Stage 3: Measuring Impact
The goal of these interventions is to help this retail corridor to increase the level of commerce and to allow long-standing businesses on the corridor to continue serving the local community and economy. The Corridor Challenge is tracking changes in foot traffic, as well as how shoppers’ impressions of Southern Boulevard shift from before the interventions are deployed, to after.
To measure pedestrian traffic, LISC NYC is working with the firm Motionloft, which has temporarily installed electronic sensors on each corridor that tabulate passersby. Counts are hourly, in near-real-time, and are cross-referenced with weather conditions and seasons. Sensors were installed in January, 2018, to count pedestrians before WHEDco’s storefront improvement and wayfinding projects are to be deployed to develop a baseline; sensors will remain up for five months to also capture data after the projects are fully implemented.
“The pedestrian counts are essential to help us understand the impact of the projects, but the data is also helpful in other ways,” says Erika Van Gundy, a community development officer at LISC NYC who is helping to administer the Corridor Challenge Project. “The pedestrian data can be used by merchants in each corridor to help inform decisions around their opening hours. Or local brokers might use it to communicate the strength of the market to potential businesses looking to locate in the area, which would help address vacancy levels.”
To understand how people’s perceptions about the corridor change after the early-action projects are implemented, a so-called intercept survey was administered in the fall of 2017 to 110 passersby on Southern Boulevard (in English and in Spanish) to ask about their shopping habits and perceptions of neighborhood in terms of personal safety, shopping quality, and attractiveness of streetscape and storefronts. Additional questions were asked in the Bronx about the perceived impact of the long-term construction along the boulevard. The survey will be repeated in the summer after the storefront and wayfinding projects have been completed to see how perceptions change. Finally, WHEDco will work with local business owners to understand changes in customer volumes and sales, as well as ways in which the program has helped them to be better connected with community partners and other businesses.
What’s Next
Storefront improvement grants have been approved for three businesses at the Freeman Street intersection. WHEDco is working with them now to obtain quotes from contractors for painting, updated signage, and new lighting in just a few more weeks. “We did extensive outreach to business owners along the corridor and then we started working with the business owners who expressed an interest in participating. As it turns out, we already had good long-standing relationships with each of them,” says WHEDco’s Vega Valdivieso. “In communities that have experienced disinvestment for so long, we find there can initially be a lack of trust or comfort participating in new initiatives like this. But after people see it happen, we expect other business owners will apply for grants, too.”
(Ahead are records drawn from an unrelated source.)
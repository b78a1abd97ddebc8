use reqwest::StatusCode;
use shared::domain::ContactId;
use thiserror::Error;

#[derive(Debug, Error)]
pub enum StoreError {
    #[error("invalid persons base url '{url}': {reason}")]
    InvalidBaseUrl { url: String, reason: String },
    #[error("request to persons collection failed: {0}")]
    Transport(#[from] reqwest::Error),
    #[error("contact {id} does not exist on the server")]
    NotFound { id: ContactId },
    #[error("server responded {status}: {body}")]
    Status { status: StatusCode, body: String },
}

impl StoreError {
    pub fn is_not_found(&self) -> bool {
        matches!(self, StoreError::NotFound { .. })
    }
}

#[derive(Debug, Error)]
pub enum PhonebookError {
    #[error("contact name must not be empty")]
    EmptyName,
    #[error("failed to load contacts: {0}")]
    Load(#[source] StoreError),
    #[error("no contact named or numbered '{0}'")]
    UnknownContact(String),
}
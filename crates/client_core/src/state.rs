//! Phonebook state record and the pure transitions over it.
//!
//! Every change to what the client shows goes through [`reduce`]. Network
//! code never edits the state directly; it turns responses into
//! [`PhonebookEvent`]s and applies them to whatever the state is at that
//! moment.

use std::time::{Duration, Instant};

use shared::domain::{Contact, ContactId};

pub const DEFAULT_NOTIFICATION_DURATION: Duration = Duration::from_secs(5);
/// Longer durations are clamped to this.
pub const MAX_NOTIFICATION_DURATION: Duration = Duration::from_secs(24 * 60 * 60);

#[derive(Debug, Clone, Copy, PartialEq, Eq)]
pub enum NotificationKind {
    Success,
    Error,
}

#[derive(Debug, Clone, PartialEq, Eq)]
pub struct Notification {
    pub message: String,
    pub kind: NotificationKind,
    pub expires_at: Instant,
}

impl Notification {
    pub fn is_expired(&self, now: Instant) -> bool {
        now >= self.expires_at
    }
}

#[derive(Debug, Clone, Default, PartialEq, Eq)]
pub struct PhonebookState {
    pub contacts: Vec<Contact>,
    pub name_input: String,
    pub number_input: String,
    pub filter: String,
    pub notification: Option<Notification>,
}

impl PhonebookState {
    pub fn find_by_name(&self, name: &str) -> Option<&Contact> {
        self.contacts.iter().find(|contact| contact.name == name)
    }

    pub fn find_by_id(&self, id: &ContactId) -> Option<&Contact> {
        self.contacts.iter().find(|contact| &contact.id == id)
    }

    pub fn active_notification(&self, now: Instant) -> Option<&Notification> {
        self.notification
            .as_ref()
            .filter(|notification| !notification.is_expired(now))
    }
}

#[derive(Debug, Clone, PartialEq, Eq)]
pub enum PhonebookEvent {
    Loaded(Vec<Contact>),
    NameInput(String),
    NumberInput(String),
    FilterInput(String),
    Created(Contact),
    Updated(Contact),
    UpdateConflict { id: ContactId, name: String },
    CreateFailed,
    Deleted(ContactId),
    Tick,
}

/// Applies one event. `now` stamps any notification the event raises and
/// decides whether the current one has expired.
pub fn reduce(
    state: PhonebookState,
    event: PhonebookEvent,
    now: Instant,
    notification_duration: Duration,
) -> PhonebookState {
    let expires_at = now
        .checked_add(notification_duration.min(MAX_NOTIFICATION_DURATION))
        .unwrap_or(now);
    let notify = |message: String, kind: NotificationKind| {
        Some(Notification {
            message,
            kind,
            expires_at,
        })
    };

    match event {
        PhonebookEvent::Loaded(contacts) => PhonebookState { contacts, ..state },
        PhonebookEvent::NameInput(name_input) => PhonebookState { name_input, ..state },
        PhonebookEvent::NumberInput(number_input) => PhonebookState {
            number_input,
            ..state
        },
        PhonebookEvent::FilterInput(filter) => PhonebookState { filter, ..state },
        PhonebookEvent::Created(contact) => {
            let notification = notify(format!("Added {}", contact.name), NotificationKind::Success);
            let mut contacts = state.contacts;
            contacts.push(contact);
            PhonebookState {
                contacts,
                name_input: String::new(),
                number_input: String::new(),
                notification,
                ..state
            }
        }
        PhonebookEvent::Updated(updated) => {
            let notification = notify(
                format!("Updated {}'s number", updated.name),
                NotificationKind::Success,
            );
            let contacts = state
                .contacts
                .into_iter()
                .map(|contact| {
                    if contact.id == updated.id {
                        updated.clone()
                    } else {
                        contact
                    }
                })
                .collect();
            PhonebookState {
                contacts,
                name_input: String::new(),
                number_input: String::new(),
                notification,
                ..state
            }
        }
        PhonebookEvent::UpdateConflict { id, name } => {
            let notification = notify(
                format!("Information of {name} has already been removed from server"),
                NotificationKind::Error,
            );
            let contacts = state
                .contacts
                .into_iter()
                .filter(|contact| contact.id != id)
                .collect();
            PhonebookState {
                contacts,
                name_input: String::new(),
                number_input: String::new(),
                notification,
                ..state
            }
        }
        PhonebookEvent::CreateFailed => PhonebookState {
            notification: notify("Failed to add person".to_string(), NotificationKind::Error),
            ..state
        },
        PhonebookEvent::Deleted(id) => {
            let contacts = state
                .contacts
                .into_iter()
                .filter(|contact| contact.id != id)
                .collect();
            PhonebookState { contacts, ..state }
        }
        PhonebookEvent::Tick => {
            let notification = state
                .notification
                .filter(|notification| !notification.is_expired(now));
            PhonebookState {
                notification,
                ..state
            }
        }
    }
}

/// Contacts whose name contains `filter`, ignoring case.
pub fn visible_contacts<'a>(contacts: &'a [Contact], filter: &str) -> Vec<&'a Contact> {
    let needle = filter.to_lowercase();
    contacts
        .iter()
        .filter(|contact| contact.name.to_lowercase().contains(&needle))
        .collect()
}

/// One greater than the largest numeric id, or 1. Non-numeric ids are skipped.
/// `None` once the largest id is `u64::MAX`.
pub fn next_local_id(contacts: &[Contact]) -> Option<ContactId> {
    let max = contacts
        .iter()
        .filter_map(|contact| contact.id.as_number())
        .max()
        .unwrap_or(0);
    max.checked_add(1).map(ContactId::from)
}

#[cfg(test)]
#[path = "tests/state_tests.rs"]
mod tests;
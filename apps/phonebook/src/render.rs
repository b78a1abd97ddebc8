use client_core::{DeleteOutcome, Notification, NotificationKind, SubmitOutcome};
use shared::domain::Contact;

pub fn contacts(contacts: &[Contact]) {
    if contacts.is_empty() {
        println!("(no contacts)");
        return;
    }
    for contact in contacts {
        println!("{}\t{} {}", contact.id, contact.name, contact.number);
    }
}

pub fn notification(notification: &Notification) {
    match notification.kind {
        NotificationKind::Success => println!("[ok] {}", notification.message),
        NotificationKind::Error => eprintln!("[error] {}", notification.message),
    }
}

pub fn submit_outcome(outcome: &SubmitOutcome) {
    if matches!(outcome, SubmitOutcome::Declined) {
        println!("nothing changed");
    }
}

pub fn delete_outcome(outcome: &DeleteOutcome, name: &str) {
    match outcome {
        DeleteOutcome::Deleted(_) => println!("deleted {name}"),
        DeleteOutcome::Declined => println!("nothing changed"),
        DeleteOutcome::Failed => {}
    }
}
The wayfinding project is also about to be implemented. Final approvals from city agencies are being obtained for signs clearly communicating that stores along the strip are open for business and encouraging pedestrians to explore the various shops, restaurants, and other offerings on the corridor to be hung on the ubiquitous construction barricades and tree guards that line the boulevard and its sidewalks.
This summer, after implementation, we will share an update describing impacts and lessons learned.